Under the program referred to as HTI
(Hutan Tanaman Industri), “Industrial Timber Plantation and Pulp
Industry Development” launched by the government in the early
1980s, more than 5 million hectares were allocated for fast growing
monoculture tree plantations (Acacia mangium and Eucalyptus) to
support the pulp, paper and rayon industry. This massive expansion
is underway to convert primary forest into timber --as well as
rubber and oil palm plantations.
Representatives from the civil society
organisations which have been discussing the basic demands to
be made to the pulp and paper industry and the government, have
submitted and signed a document which expresses their strong feeling
that the expansion of pulpwood plantations “has surpassed the
limits that the forests and humanity can bear”.

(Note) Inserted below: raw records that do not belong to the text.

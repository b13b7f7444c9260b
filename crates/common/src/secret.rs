//! Secret wrapper for tokens and authorization codes

use std::fmt;
use zeroize::Zeroize;

/// Sensitive value, redacted in Debug/Display and wiped on drop
pub struct Secret<T: Zeroize>(T);

impl<T: Zeroize> Secret<T> {
    pub fn new(value: T) -> Self {
        Self(value)
    }

    /// Expose the inner value (use sparingly)
    pub fn expose(&self) -> &T {
        &self.0
    }
}

impl Secret<String> {
    /// Whether the wrapped string is empty. Safe to log.
    pub fn is_empty(&self) -> bool {
        self.0.is_empty()
    }
}

impl<T: Zeroize + Default> Default for Secret<T> {
    fn default() -> Self {
        Self(T::default())
    }
}

impl<T: Zeroize> From<T> for Secret<T> {
    fn from(value: T) -> Self {
        Self(value)
    }
}

impl<T: Zeroize> fmt::Debug for Secret<T> {
    fn fmt(&self, f: &mut fmt::Formatter<'_>) -> fmt::Result {
        write!(f, "[REDACTED]")
    }
}

impl<T: Zeroize> fmt::Display for Secret<T> {
    fn fmt(&self, f: &mut fmt::Formatter<'_>) -> fmt::Result {
        write!(f, "[REDACTED]")
    }
}

impl<T: Zeroize> Drop for Secret<T> {
    fn drop(&mut self) {
        self.0.zeroize();
    }
}

impl<T: Zeroize + Clone> Clone for Secret<T> {
    fn clone(&self) -> Self {
        Self(self.0.clone())
    }
}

The process leading to include the country
within the global paper market as a cheap provider of raw material
has been sustained by the strip-mining of nature as well as the
suffering and dispossession of forest people. As they put it in
the document: “The use of forests to meet demand for raw materials
from the pulp and paper industry in order to supply paper for
international consumption has a terrible history of expropriating
and violating communities' rights which has left its scars. We
have seen how the workings of the market, facilitated by various
government policies, have directly and indirectly brought about
company practices that damage peoples' livelihoods and the environment
in general.”
The negative impacts of the pulp and
paper industry on the environment and the surrounding communities
deprives them of their livelihoods and generates social conflicts
and poverty. So, the claim is “to save the remaining forests and
protect local and indigenous peoples' rights in all the areas
affected by pulpwood plantations and pulp and paper factories
from unimaginable disaster.”
Among concerned parties there is now
“a shared vision on the reconstruction and transformation needed
in the development of Indonesia's pulp and paper industry.”

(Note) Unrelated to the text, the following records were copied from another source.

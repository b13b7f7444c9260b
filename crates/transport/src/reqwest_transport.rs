//! reqwest-backed transport
//!
//! The client is built without a cookie store, so cookies are neither sent
//! nor saved. Every request carries `Cache-Control: no-cache, no-store` and
//! `Pragma: no-cache`.
//!
//! Retry policy: exactly one retry, and only when the connection itself
//! failed (the observable form of a network change). HTTP error statuses are
//! never retried; they are returned to the caller unmodified.

use std::future::Future;
use std::pin::Pin;

use reqwest::header::{CACHE_CONTROL, CONTENT_TYPE, PRAGMA};
use tracing::{debug, instrument, warn};

use crate::{Error, FORM_CONTENT_TYPE, OutboundRequest, Result, Transport, TransportReply};

/// Retries allowed after a connection-level failure.
pub const RETRIES_ON_NETWORK_CHANGE: u32 = 1;

/// Production transport over a shared `reqwest::Client`.
#[derive(Clone)]
pub struct ReqwestTransport {
    client: reqwest::Client,
}

impl ReqwestTransport {
    /// Build a transport with a fresh client (no cookie store, no proxy cache).
    pub fn new() -> Result<Self> {
        let client = reqwest::Client::builder()
            .build()
            .map_err(|e| Error::Client(e.to_string()))?;
        Ok(Self { client })
    }

    /// Wrap an existing client. The caller is responsible for not enabling a
    /// cookie store on it.
    pub fn with_client(client: reqwest::Client) -> Self {
        Self { client }
    }

    #[instrument(skip_all, fields(method = %request.method, path = %request.url.path()))]
    async fn dispatch(&self, request: OutboundRequest) -> Result<TransportReply> {
        let request = &request;
        retry_on_connect(|_| self.attempt(request)).await
    }

    async fn attempt(
        &self,
        request: &OutboundRequest,
    ) -> std::result::Result<TransportReply, Attempt> {
        let mut builder = self
            .client
            .request(request.method.clone(), request.url.clone())
            .header(CACHE_CONTROL, "no-cache, no-store")
            .header(PRAGMA, "no-cache");
        if let Some(body) = &request.form_body {
            builder = builder
                .header(CONTENT_TYPE, FORM_CONTENT_TYPE)
                .body(body.clone());
        }

        match builder.send().await {
            Ok(response) => Ok(read_reply(response).await),
            Err(e) if e.is_connect() => Err(Attempt::Connect(e.to_string())),
            Err(e) => Err(Attempt::Request(e.to_string())),
        }
    }
}

/// Why a single attempt produced no reply.
#[derive(Debug)]
enum Attempt {
    Connect(String),
    Request(String),
}

/// Run `attempt` until it yields a reply, retrying only connection failures
/// and at most `RETRIES_ON_NETWORK_CHANGE` times. `attempt` receives the
/// 1-based attempt number.
async fn retry_on_connect<F, Fut>(mut attempt: F) -> Result<TransportReply>
where
    F: FnMut(u32) -> Fut,
    Fut: Future<Output = std::result::Result<TransportReply, Attempt>>,
{
    let max_attempts = 1 + RETRIES_ON_NETWORK_CHANGE;
    let mut number = 1;
    loop {
        match attempt(number).await {
            Ok(reply) => return Ok(reply),
            Err(Attempt::Connect(e)) if number < max_attempts => {
                warn!(attempt = number, error = %e, "connection failed, retrying once");
                number += 1;
            }
            Err(Attempt::Connect(e)) => return Err(Error::Connect(e)),
            Err(Attempt::Request(e)) => return Err(Error::Request(e)),
        }
    }
}

impl Transport for ReqwestTransport {
    fn id(&self) -> &str {
        "reqwest"
    }

    fn send(
        &self,
        request: OutboundRequest,
    ) -> Pin<Box<dyn Future<Output = Result<TransportReply>> + Send + '_>> {
        Box::pin(self.dispatch(request))
    }
}

/// Collect status, headers and body. A body read failure after the status
/// arrived still yields a reply, with whatever could be read (nothing).
async fn read_reply(response: reqwest::Response) -> TransportReply {
    let status = response.status().as_u16();
    let headers = response
        .headers()
        .iter()
        .map(|(name, value)| {
            (
                name.as_str().to_string(),
                String::from_utf8_lossy(value.as_bytes()).into_owned(),
            )
        })
        .collect();

    let body = match response.bytes().await {
        Ok(bytes) => bytes.to_vec(),
        Err(e) => {
            warn!(status, error = %e, "failed to read response body");
            Vec::new()
        }
    };

    debug!(status, bytes = body.len(), "reply received");
    TransportReply {
        status,
        headers,
        body,
    }
}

They have stated that: “A number of
points have been arisen as we have shared our experiences of organising
advocacy and supporting affected communities through serious discussions
about the pulp and paper industry. These have motivated us to
take a stand together and to press for policy changes in order
to stop all damaging practices and any further expansion of this
industry. Over the next few years, we intend to monitor
closely all policy instruments and to press for changes or revisions
in these, working together in our different ways.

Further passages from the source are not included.